*** Provided records
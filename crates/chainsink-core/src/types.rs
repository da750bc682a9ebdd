//! Shared types consumed from the upstream block stream.

use std::collections::BTreeMap;
use std::fmt;

use serde::{Deserialize, Serialize};

/// A block reference: number + opaque block id.
#[derive(Debug, Clone, Default, PartialEq, Eq, Serialize, Deserialize)]
pub struct BlockRef {
    pub number: u64,
    #[serde(default)]
    pub id: String,
}

impl BlockRef {
    pub fn new(number: u64, id: impl Into<String>) -> Self {
        Self {
            number,
            id: id.into(),
        }
    }
}

impl fmt::Display for BlockRef {
    fn fmt(&self, f: &mut fmt::Formatter<'_>) -> fmt::Result {
        if self.id.is_empty() {
            write!(f, "#{}", self.number)
        } else {
            write!(f, "#{} ({})", self.number, self.id)
        }
    }
}

/// Kind of row-level mutation.
#[derive(Debug, Clone, Copy, PartialEq, Eq, Hash, Serialize, Deserialize)]
#[serde(rename_all = "lowercase")]
pub enum OperationKind {
    #[serde(alias = "create")]
    Insert,
    Update,
    Delete,
}

impl OperationKind {
    /// Single-letter tag stored in the history table.
    pub fn history_tag(&self) -> &'static str {
        match self {
            Self::Insert => "I",
            Self::Update => "U",
            Self::Delete => "D",
        }
    }

    /// How a staged entry of this kind is described in conflict errors.
    pub fn scheduled_phrase(&self) -> &'static str {
        match self {
            Self::Insert => "already scheduled for insertion",
            Self::Update => "already scheduled for update",
            Self::Delete => "scheduled for deletion",
        }
    }
}

impl fmt::Display for OperationKind {
    fn fmt(&self, f: &mut fmt::Formatter<'_>) -> fmt::Result {
        let s = match self {
            Self::Insert => "insert",
            Self::Update => "update",
            Self::Delete => "delete",
        };
        write!(f, "{s}")
    }
}

/// Primary key as carried by a change: either a single value resolved
/// against the table's only key column, or an explicit column → value map.
#[derive(Debug, Clone, PartialEq, Eq, Serialize, Deserialize)]
#[serde(untagged)]
pub enum PrimaryKey {
    Scalar(String),
    Composite(BTreeMap<String, String>),
}

impl From<&str> for PrimaryKey {
    fn from(value: &str) -> Self {
        Self::Scalar(value.to_string())
    }
}

impl From<String> for PrimaryKey {
    fn from(value: String) -> Self {
        Self::Scalar(value)
    }
}

impl From<BTreeMap<String, String>> for PrimaryKey {
    fn from(value: BTreeMap<String, String>) -> Self {
        Self::Composite(value)
    }
}

/// One row-level change emitted by the producer.
#[derive(Debug, Clone, PartialEq, Serialize, Deserialize)]
pub struct TableChange {
    pub table: String,
    #[serde(alias = "pk")]
    pub primary_key: PrimaryKey,
    pub operation: OperationKind,
    /// Column name → raw string value.
    #[serde(default)]
    pub fields: BTreeMap<String, String>,
}

impl TableChange {
    pub fn new(
        table: impl Into<String>,
        primary_key: impl Into<PrimaryKey>,
        operation: OperationKind,
    ) -> Self {
        Self {
            table: table.into(),
            primary_key: primary_key.into(),
            operation,
            fields: BTreeMap::new(),
        }
    }

    /// Builder helper: set one column value.
    pub fn field(mut self, name: impl Into<String>, value: impl Into<String>) -> Self {
        self.fields.insert(name.into(), value.into());
        self
    }
}

/// A batch of changes scoped to one block.
#[derive(Debug, Clone, PartialEq, Serialize, Deserialize)]
pub struct BlockScopedData {
    pub clock: BlockRef,
    /// Opaque resume token positioned right after this block.
    pub cursor: String,
    pub final_block_height: u64,
    #[serde(default)]
    pub is_live: bool,
    #[serde(default)]
    pub changes: Vec<TableChange>,
}

impl BlockScopedData {
    /// `true` when the block can no longer be retracted by a fork.
    pub fn is_final(&self) -> bool {
        self.clock.number <= self.final_block_height
    }
}

/// Fork notification: everything after `last_valid_block` must be undone.
#[derive(Debug, Clone, PartialEq, Serialize, Deserialize)]
pub struct BlockUndoSignal {
    pub last_valid_block: BlockRef,
    pub last_valid_cursor: String,
}

/// Message delivered by a [`crate::stream::BlockStream`].
#[derive(Debug, Clone, PartialEq, Serialize, Deserialize)]
#[serde(tag = "type", rename_all = "snake_case")]
pub enum StreamMessage {
    Data(BlockScopedData),
    Undo(BlockUndoSignal),
}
******
§ Work instruction
Copy out the range of lines above starting at the line with "fn from(value: &str)" and ending at the line with "impl From<BTreeMap<String, String>>", exactly and including both.

§ Task answer
    fn from(value: &str) -> Self {
        Self::Scalar(value.to_string())
    }
}

impl From<String> for PrimaryKey {
    fn from(value: String) -> Self {
        Self::Scalar(value)
    }
}

impl From<BTreeMap<String, String>> for PrimaryKey {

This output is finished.